How to Add Pre- and Post-Backup Scripts for SnapShooter Backup Jobs

SnapShooter is a cloud backup and recovery solution. Use SnapShooter to back up servers, volumes, databases, and applications from DigitalOcean and other cloud providers.


You can write scripts to perform actions before and after SnapShooter backup jobs, like closing a file-based database before a backup and reopening it after the backup.

Script Requirements

Pre- and post-backup scripts must meet the following requirements:

  • Scripts must be located on the server. When you create a backup job for the server, you specify the path on the server to any scripts.

  • Scripts must be executable. You can set the file as executable with chmod +x path/to/script, substituting in the path to the script. SnapShooter skips scripts that are not executable.

  • Scripts must start with a shebang interpreter directive. For example, #!/bin/bash for bash scripts, #!/usr/bin/env perl to use the env command to find the path to the Perl executable, or #!/usr/bin/python for Python scripts.

  • Scripts must not take longer than five minutes to run. If a script takes more than five minutes, the backup times out and your script may stop mid-execution.

Script Information

SnapShooter pre- and post-backup scripts are available for Business and Agency plans.

SnapShooter does not support pre- or post-backup scripts for AWS compute or serverless.

Environment Variables

Scripts can access the following environment variables from SnapShooter:

  • $WORKING_DIR, which is the current folder SnapShooter is using for backups. This is a good place to store any temporary files.

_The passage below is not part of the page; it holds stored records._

use super::*;
use serde_json::json;
use std::time::Duration;
use wiremock::matchers::{header, method, path, query_param};
use wiremock::{Mock, MockServer, ResponseTemplate};

use secondhand_radar::marketplaces::{
    ebay::{self, EbayFindingApi},
    ricardo::{self, RicardoApi},
    tutti::{self, TuttiApi},
    HtmlScraper, PaginatedClient,
};

const TIMEOUT: Duration = Duration::from_secs(5);

fn products(prefix: &str, count: usize) -> Value {
    let products: Vec<Value> = (0..count)
        .map(|i| json!({"title": format!("{} {}", prefix, i), "price": 100 + i}))
        .collect();
    json!({ "products": products })
}

async fn ricardo_api_with_three_pages() -> MockServer {
    let server = MockServer::start().await;
    for (page, count) in [("1", 20), ("2", 20), ("3", 0)] {
        Mock::given(method("GET"))
            .and(path("/search/products"))
            .and(query_param("query", "iphone"))
            .and(query_param("page", page))
            .respond_with(ResponseTemplate::new(200).set_body_json(products("iPhone", count)))
            .mount(&server)
            .await;
    }
    server
}

fn ricardo_client(server: &MockServer) -> PaginatedClient<RicardoApi> {
    PaginatedClient::new(
        RicardoApi::new(reqwest::Client::new(), server.uri(), TIMEOUT),
        20,
        Duration::ZERO,
    )
}

#[tokio::test]
async fn test_api_pagination_stops_at_empty_page() -> anyhow::Result<()> {
    let server = ricardo_api_with_three_pages().await;

    let listings = ricardo_client(&server).fetch("iphone", 50).await;
    assert_eq!(listings.len(), 40);
    assert!(listings.iter().all(|l| l.platform == Platform::Ricardo));

    let requests = server.received_requests().await.unwrap_or_default();
    assert_eq!(requests.len(), 3);
    Ok(())
}

#[tokio::test]
async fn test_api_pagination_truncates_to_max_results() -> anyhow::Result<()> {
    let server = ricardo_api_with_three_pages().await;

    let listings = ricardo_client(&server).fetch("iphone", 15).await;
    assert_eq!(listings.len(), 15);
    assert_eq!(listings[14].title, "iPhone 14");

    // One page was enough
    let requests = server.received_requests().await.unwrap_or_default();
    assert_eq!(requests.len(), 1);
    Ok(())
}

#[tokio::test]
async fn test_tutti_api_uses_offsets() -> anyhow::Result<()> {
    let server = MockServer::start().await;
    Mock::given(method("GET"))
        .and(path("/v2/search"))
        .and(query_param("offset", "0"))
        .and(query_param("limit", "2"))
        .respond_with(ResponseTemplate::new(200).set_body_json(json!({
            "ads": [{"subject": "Sofa", "price": "300.-"}, {"subject": "Sessel", "price": 80}]
        })))
        .mount(&server)
        .await;
    Mock::given(method("GET"))
        .and(path("/v2/search"))
        .and(query_param("offset", "2"))
        .respond_with(ResponseTemplate::new(200).set_body_json(json!({
            "ads": [{"subject": "Tisch", "price": "1'200.-"}, {"subject": "Stuhl", "price": 25}]
        })))
        .mount(&server)
        .await;

    let client = PaginatedClient::new(
        TuttiApi::new(reqwest::Client::new(), server.uri(), TIMEOUT),
        2,
        Duration::ZERO,
    );
    let listings = client.fetch("sofa", 3).await;

    assert_eq!(listings.len(), 3);
    assert_eq!(listings[2].title, "Tisch");
    assert_eq!(listings[2].price, Decimal::from(1200));
    Ok(())
}

#[tokio::test]
async fn test_api_error_status_yields_no_listings() -> anyhow::Result<()> {
    let server = MockServer::start().await;
    Mock::given(method("GET"))
        .and(path("/search/products"))
        .respond_with(ResponseTemplate::new(500))
        .mount(&server)
        .await;

    let listings = ricardo_client(&server).fetch("iphone", 50).await;
    assert!(listings.is_empty());
    Ok(())
}

#[tokio::test]
async fn test_api_html_response_yields_no_listings() -> anyhow::Result<()> {
    let server = MockServer::start().await;
    Mock::given(method("GET"))
        .and(path("/search/products"))
        .respond_with(
            ResponseTemplate::new(200)
                .set_body_raw("<html><body>Access denied</body></html>", "text/html"),
        )
        .mount(&server)
        .await;

    let listings = ricardo_client(&server).fetch("iphone", 50).await;
    assert!(listings.is_empty());
    Ok(())
}

#[tokio::test]
async fn test_odd_ad_does_not_discard_page() -> anyhow::Result<()> {
    let server = MockServer::start().await;
    Mock::given(method("GET"))
        .and(path("/v2/search"))
        .and(query_param("offset", "0"))
        .respond_with(ResponseTemplate::new(200).set_body_json(json!({
            "ads": [
                {"subject": "Velo", "title": "Velo", "price": 150},
                {"subject": "Sofa", "price": 80},
                {"subject": "Tisch", "price": {"amount": 5}}
            ]
        })))
        .mount(&server)
        .await;
    Mock::given(method("GET"))
        .and(path("/v2/search"))
        .respond_with(ResponseTemplate::new(200).set_body_json(json!({"ads": []})))
        .mount(&server)
        .await;

    let client = PaginatedClient::new(
        TuttiApi::new(reqwest::Client::new(), server.uri(), TIMEOUT),
        3,
        Duration::ZERO,
    );
    let listings = client.fetch("velo", 10).await;

    let titles: Vec<&str> = listings.iter().map(|l| l.title.as_str()).collect();
    assert_eq!(titles, vec!["Velo", "Sofa"]);
    // The full page kept pagination going
    assert_eq!(server.received_requests().await.unwrap_or_default().len(), 2);
    Ok(())
}

#[tokio::test]
async fn test_failed_later_page_keeps_partial_results() -> anyhow::Result<()> {
    let server = MockServer::start().await;
    Mock::given(method("GET"))
        .and(path("/search/products"))
        .and(query_param("page", "1"))
        .respond_with(ResponseTemplate::new(200).set_body_json(products("Vespa", 20)))
        .mount(&server)
        .await;
    Mock::given(method("GET"))
        .and(path("/search/products"))
        .and(query_param("page", "2"))
        .respond_with(ResponseTemplate::new(502))
        .mount(&server)
        .await;

    let listings = ricardo_client(&server).fetch("iphone", 100).await;
    assert_eq!(listings.len(), 20);
    Ok(())
}

#[tokio::test]
async fn test_html_scraper_reads_results_page() -> anyhow::Result<()> {
    let server = MockServer::start().await;
    Mock::given(method("GET"))
        .and(path("/de/s/iphone%2012"))
        .and(header("user-agent", "SecondhandRadar-Test/1.0"))
        .respond_with(ResponseTemplate::new(200).set_body_raw(
            r#"<html><body>
                <article class="MuiBox ArticlePreview_root">
                    <h3>iPhone 12 128GB</h3>
                    <span class="price-label">CHF 420.00</span>
                </article>
                <article class="ArticlePreview_root">
                    <a class="title-link" href="/a/2">iPhone 12 mini</a>
                    <span class="price">1'050.-</span>
                </article>
                <article class="ArticlePreview_root">
                    <h3>Without price</h3>
                </article>
            </body></html>"#,
            "text/html",
        ))
        .mount(&server)
        .await;

    let scraper = HtmlScraper::new(
        reqwest::Client::new(),
        ricardo::html_profile()?,
        server.uri(),
        "SecondhandRadar-Test/1.0",
        TIMEOUT,
        10,
    );
    let listings = scraper.fetch("iphone 12", 100).await;

    assert_eq!(listings.len(), 2);
    assert_eq!(listings[0].title, "iPhone 12 128GB");
    assert_eq!(listings[0].price, Decimal::new(42000, 2));
    assert_eq!(listings[1].price, Decimal::from(1050));
    Ok(())
}

#[tokio::test]
async fn test_html_scraper_error_page_yields_nothing() -> anyhow::Result<()> {
    let server = MockServer::start().await;
    Mock::given(method("GET"))
        .respond_with(ResponseTemplate::new(403).set_body_raw("blocked", "text/plain"))
        .mount(&server)
        .await;

    let scraper = HtmlScraper::new(
        reqwest::Client::new(),
        tutti::html_profile()?,
        server.uri(),
        "SecondhandRadar-Test/1.0",
        TIMEOUT,
        10,
    );
    assert!(scraper.fetch("velo", 100).await.is_empty());
    Ok(())
}

#[tokio::test]
async fn test_ebay_sold_listings_page() -> anyhow::Result<()> {
    let server = MockServer::start().await;
    Mock::given(method("GET"))
        .and(path("/sch/i.html"))
        .and(query_param("_nkw", "game boy"))
        .and(query_param("LH_Sold", "1"))
        .respond_with(ResponseTemplate::new(200).set_body_raw(
            r#"<ul>
                <li><div class="s-item__info">
                    <div class="s-item__title">Game Boy Color</div>
                    <span class="s-item__price">CHF 85.00</span>
                </div></li>
            </ul>"#,
            "text/html",
        ))
        .mount(&server)
        .await;

    let scraper = HtmlScraper::new(
        reqwest::Client::new(),
        ebay::html_profile()?,
        server.uri(),
        "SecondhandRadar-Test/1.0",
        TIMEOUT,
        10,
    );
    let listings = scraper.fetch("game boy", 100).await;

    assert_eq!(listings.len(), 1);
    assert_eq!(listings[0].sold, Some(true));
    Ok(())
}

#[tokio::test]
async fn test_ebay_finding_api() -> anyhow::Result<()> {
    let server = MockServer::start().await;
    Mock::given(method("POST"))
        .and(path("/finding"))
        .and(header("X-EBAY-SOA-SECURITY-APPNAME", "test-app"))
        .and(header("X-EBAY-SOA-OPERATION-NAME", "findCompletedItems"))
        .respond_with(ResponseTemplate::new(200).set_body_json(json!({
            "findCompletedItemsResponse": [{
                "ack": ["Success"],
                "searchResult": [{"item": [
                    {"title": ["Lego 10179"], "sellingStatus": [{"currentPrice": [{"__value__": "2500.0"}]}]},
                    {"title": ["Lego bulk"], "sellingStatus": [{"currentPrice": [{"__value__": "35.5"}]}]}
                ]}]
            }]
        })))
        .up_to_n_times(1)
        .mount(&server)
        .await;
    Mock::given(method("POST"))
        .and(path("/finding"))
        .respond_with(ResponseTemplate::new(200).set_body_json(json!({
            "findCompletedItemsResponse": [{"ack": ["Success"], "searchResult": [{"@count": "0"}]}]
        })))
        .mount(&server)
        .await;

    let client = PaginatedClient::new(
        EbayFindingApi::new(
            reqwest::Client::new(),
            format!("{}/finding", server.uri()),
            "test-app",
            TIMEOUT,
        ),
        20,
        Duration::ZERO,
    );
    let listings = client.fetch("lego", 100).await;

    assert_eq!(listings.len(), 2);
    assert!(listings.iter().all(|l| l.sold == Some(true) && l.platform == Platform::Ebay));
    assert_eq!(server.received_requests().await.unwrap_or_default().len(), 2);
    Ok(())
}

#[tokio::test]
async fn test_marketplaces_from_config_fan_out() -> anyhow::Result<()> {
    let server = MockServer::start().await;
    Mock::given(method("GET"))
        .and(path("/search/products"))
        .and(query_param("page", "1"))
        .respond_with(ResponseTemplate::new(200).set_body_json(products("Drone", 3)))
        .mount(&server)
        .await;
    Mock::given(method("GET"))
        .and(path("/search/products"))
        .respond_with(ResponseTemplate::new(200).set_body_json(json!({"products": []})))
        .mount(&server)
        .await;
    Mock::given(method("GET"))
        .and(path("/v2/search"))
        .respond_with(ResponseTemplate::new(503))
        .mount(&server)
        .await;
    // No app id, so eBay is scraped and the page is empty
    Mock::given(method("GET"))
        .and(path("/sch/i.html"))
        .respond_with(ResponseTemplate::new(200).set_body_raw("<html></html>", "text/html"))
        .mount(&server)
        .await;

    let mut config = get_test_config(&server.uri());
    config.marketplaces.strategy = FetchStrategy::Api;

    let marketplaces = Marketplaces::from_config(&config, reqwest::Client::new())?;
    let grouped = marketplaces.search_all("drone", 100).await?;

    assert_eq!(grouped.ricardo.len(), 3);
    assert!(grouped.tutti.is_empty());
    assert!(grouped.ebay.is_empty());
    assert_eq!(grouped.all().len(), 3);
    Ok(())
}
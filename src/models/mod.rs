pub mod listing;
pub mod recognition;
pub mod report;
pub mod stats;

// Re-exports for convenience
pub use listing::*;
pub use recognition::*;
pub use report::*;
pub use stats::*;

  • $SNAPSHOOTER_BACKUP_ID, which is the backup ID.

If the script creates temporary files, SnapShooter does not clean them up. SnapShooter does clean up all working directories over two days old to avoid filling the server with logs.

Exit Codes

If the pre-backup script exits with a non-zero exit code, the backup job skips all steps and registers as failed. If there is a post-backup script, SnapShooter attempts to run it before finishing.

If the post-backup script fails, the backup registers as a success with an error.